Venetoclax abrogates the prognostic impact of splicing factor gene mutations in newly diagnosed acute myeloid leukemia

Mutations in splicing factor (SF) genes SRSF2, U2AF1, SF3B1, and ZRSR2 are now considered adverse risk in the European LeukemiaNet 2022 acute myeloid leukemia (AML) risk stratification. The prognostic impact of SF mutations in AML has been predominantly derived from younger patients treated with intensive (INT) therapy. We evaluated 994 patients with newly diagnosed AML, including 266 (27%) with a SF^mut. Median age was 67 years overall, with patients with SF^mut being older at 72 years. SRSF2 (n = 140, 53%) was the most common SF^mut.

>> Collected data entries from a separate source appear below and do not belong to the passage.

//! Lock-free event forwarding to another thread
//!
//! The bus itself never queues. When a consumer needs every occurrence
//! (for counting or timing) rather than the latest-wins snapshot flags, an
//! `EventTap` listener pushes events into an SPSC ring buffer that the
//! display thread drains at its own pace.

use super::{Event, EventBus, EventKind, ListenerId};
use ringbuf::{HeapConsumer, HeapProducer, HeapRb};
use std::sync::atomic::{AtomicU64, Ordering};
use std::sync::Arc;

/// Create a connected tap/drain pair holding up to `capacity` events
pub fn event_tap(capacity: usize) -> (EventTap, EventDrain) {
    let rb = HeapRb::<Event>::new(capacity);
    let (producer, consumer) = rb.split();
    let dropped = Arc::new(AtomicU64::new(0));

    (
        EventTap {
            producer,
            dropped: Arc::clone(&dropped),
        },
        EventDrain { consumer, dropped },
    )
}

/// Producer side, installed as a bus listener on the audio thread
pub struct EventTap {
    producer: HeapProducer<Event>,
    dropped: Arc<AtomicU64>,
}

impl EventTap {
    /// Push one event; a full queue drops the event and counts it
    pub fn push(&mut self, event: Event) {
        if self.producer.push(event).is_err() {
            self.dropped.fetch_add(1, Ordering::Relaxed);
        }
    }

    /// Subscribe this tap to `kinds` on the bus, consuming the tap
    pub fn attach(mut self, bus: &mut EventBus, kinds: &[EventKind]) -> ListenerId {
        bus.subscribe_kinds(kinds, move |event| self.push(*event))
    }
}

/// Consumer side, owned by the display thread
pub struct EventDrain {
    consumer: HeapConsumer<Event>,
    dropped: Arc<AtomicU64>,
}

impl EventDrain {
    /// Take the oldest queued event
    pub fn pop(&mut self) -> Option<Event> {
        self.consumer.pop()
    }

    /// Hand every queued event to `f`, oldest first; returns how many were drained
    pub fn drain<F: FnMut(Event)>(&mut self, mut f: F) -> usize {
        let mut count = 0;
        while let Some(event) = self.consumer.pop() {
            f(event);
            count += 1;
        }
        if count > 0 {
            let dropped = self.dropped();
            if dropped > 0 {
                log::warn!("event tap overflowed, {} events dropped so far", dropped);
            }
        }
        count
    }

    /// Number of events currently queued
    pub fn len(&self) -> usize {
        self.consumer.len()
    }

    pub fn is_empty(&self) -> bool {
        self.consumer.is_empty()
    }

    /// Events lost to a full queue since creation
    pub fn dropped(&self) -> u64 {
        self.dropped.load(Ordering::Relaxed)
    }
}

In patients treated with INT, median relapse-free survival (RFS) (9.6 vs 21.4 months, P = .04) and overall survival (OS) (15.9 vs 26.7 months, P = .06) were shorter for patients with SF^mut than without SF^wt, however this significance abrogated when evaluating patients who received venetoclax with INT therapy (RFS 15.4 vs 20.3 months, P = .36; OS 19.6 vs 30.7 months, P = .98). In patients treated with LI, median RFS (9.3 vs 7.7 months, P = .35) and OS (12.3 vs 8.5 months, P = .14) were similar for patients with and without SF^mut, and outcomes improved in all groups with venetoclax. On multivariate analysis, SF^mut did not affect hazards of relapse and death for INT arm but reduced both these hazards in LI arm. In a large AML data set with >60% of patients receiving venetoclax with LI/INT therapy, SF^mut had no independent negative prognostic impact. Newer prognostic models that consider LI therapy and use of venetoclax among other factors are warranted.